Breaking Facebook up without structural reform won’t fix the problem of monopolies
Social media is not all bad, so let’s stay calm and tackle real structural change that will improve — not destroy it.
Anti-trust regulators are certainly eager to dismantle the world’s largest social network. Their argument for doing so cites real harms, including the erosion of privacy, the spread of misinformation and hate speech, the acceleration of political polarisation and threats to the integrity of elections. Competition, they argue, will force Facebook to fix these problems.
However, ill-conceived antitrust action, without structural reform, will not only fail to solve them, it will make matters worse.
Social media markets tip toward monopoly because of network effects: the value of a networked platform is a function of the number of people connecting to it. As more people use the product, its value to everyone increases. The greater its gravitational pull, the greater the grip it has on current customers.
Breaking Facebook up into its component parts might slow that process down — but it won’t change the fact that, in the long run, network effects create monopolies or near-monopolies.
The people running social media companies bolster the tendency toward monopoly by making it difficult for users to walk away. They make their platforms incompatible with each other and keep an iron grip on the data we upload to them (and that they collect about us).
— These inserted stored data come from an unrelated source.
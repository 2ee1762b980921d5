//! Color model shared between parameters, uniforms and the render surface.
//!
//! Colors are stored in linear space. Hex strings coming from the control
//! surface are sRGB and are converted on parse.

pub mod color;

pub use color::{Color, ColorParseError};
use bytemuck::{Pod, Zeroable};
use glam::Mat4;

use crate::camera::PerspectiveCamera;

/// Matches `Camera` in `halftone_vertex.wgsl`.
#[repr(C)]
#[derive(Debug, Copy, Clone, PartialEq, Pod, Zeroable)]
pub struct CameraUniform {
    pub view_proj: [[f32; 4]; 4],
}

impl CameraUniform {
    pub fn from_camera(camera: &PerspectiveCamera) -> Self {
        Self { view_proj: camera.view_projection().to_cols_array_2d() }
    }
}

/// Matches `PartTransform` in `halftone_vertex.wgsl`.
#[repr(C)]
#[derive(Debug, Copy, Clone, PartialEq, Pod, Zeroable)]
pub struct PartUniform {
    pub model: [[f32; 4]; 4],
    /// Inverse transpose of `model`, for normals.
    pub normal: [[f32; 4]; 4],
}

impl PartUniform {
    pub fn from_model(model: Mat4) -> Self {
        let normal = if model.determinant().abs() > f32::EPSILON {
            model.inverse().transpose()
        } else {
            model
        };
        Self {
            model: model.to_cols_array_2d(),
            normal: normal.to_cols_array_2d(),
        }
    }
}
If we leave Facebook or Instagram, we lose our pictures, our conversations, our very memories. We don’t want to give those things up — and we also don’t want to lose the relationships involved. These hi-tech walled gardens combine with network effects to tip these companies even further toward monopoly.
Creating competition in the social media economy is essential. Imagine the positive effects for consumers if social media giants were competing to safeguard consumers’ privacy, for example. But breaking up Facebook does nothing to promote the market conditions needed to sustain competition because network effects will simply push the next Facebook-like company into a dominant position. Breaking up one company won’t change the underlying market economics.
There’s a cost to getting this wrong. Network effects create substantial economic benefits for billions of people around the world. As those benefits depend on the connections we make through social media, dismantling the networks will reduce the benefits without addressing the economic forces that drive the social economy toward concentration.
Economic measures such as gross domestic product and productivity growth don’t capture the consumer value that Facebook creates, because users don’t pay to be on Facebook. (And because they’re not captured, they’re easy for regulators to ignore.) But the value is real.
Researchers at MIT and Stanford have investigated how much people would need to be paid to give up Facebook; it turns out that we put a very high value on the service. The research estimates that Facebook generates about $370bn a year in consumer benefits in the US alone. Now, imagine those benefits worldwide.
The antitrust case against Facebook ignores these economic conditions, and it does nothing to directly protect privacy, distinguish free speech from hate speech, ensure election integrity or reduce fake news. In fact, it will make addressing these harms more difficult by creating more social platforms to regulate and oversee. Rather than politically expedient trust busting, we need structural reform — first to catalyse the competition that a break-up will fail to achieve and then to unwind the market failures wrought by the social economy, one by one.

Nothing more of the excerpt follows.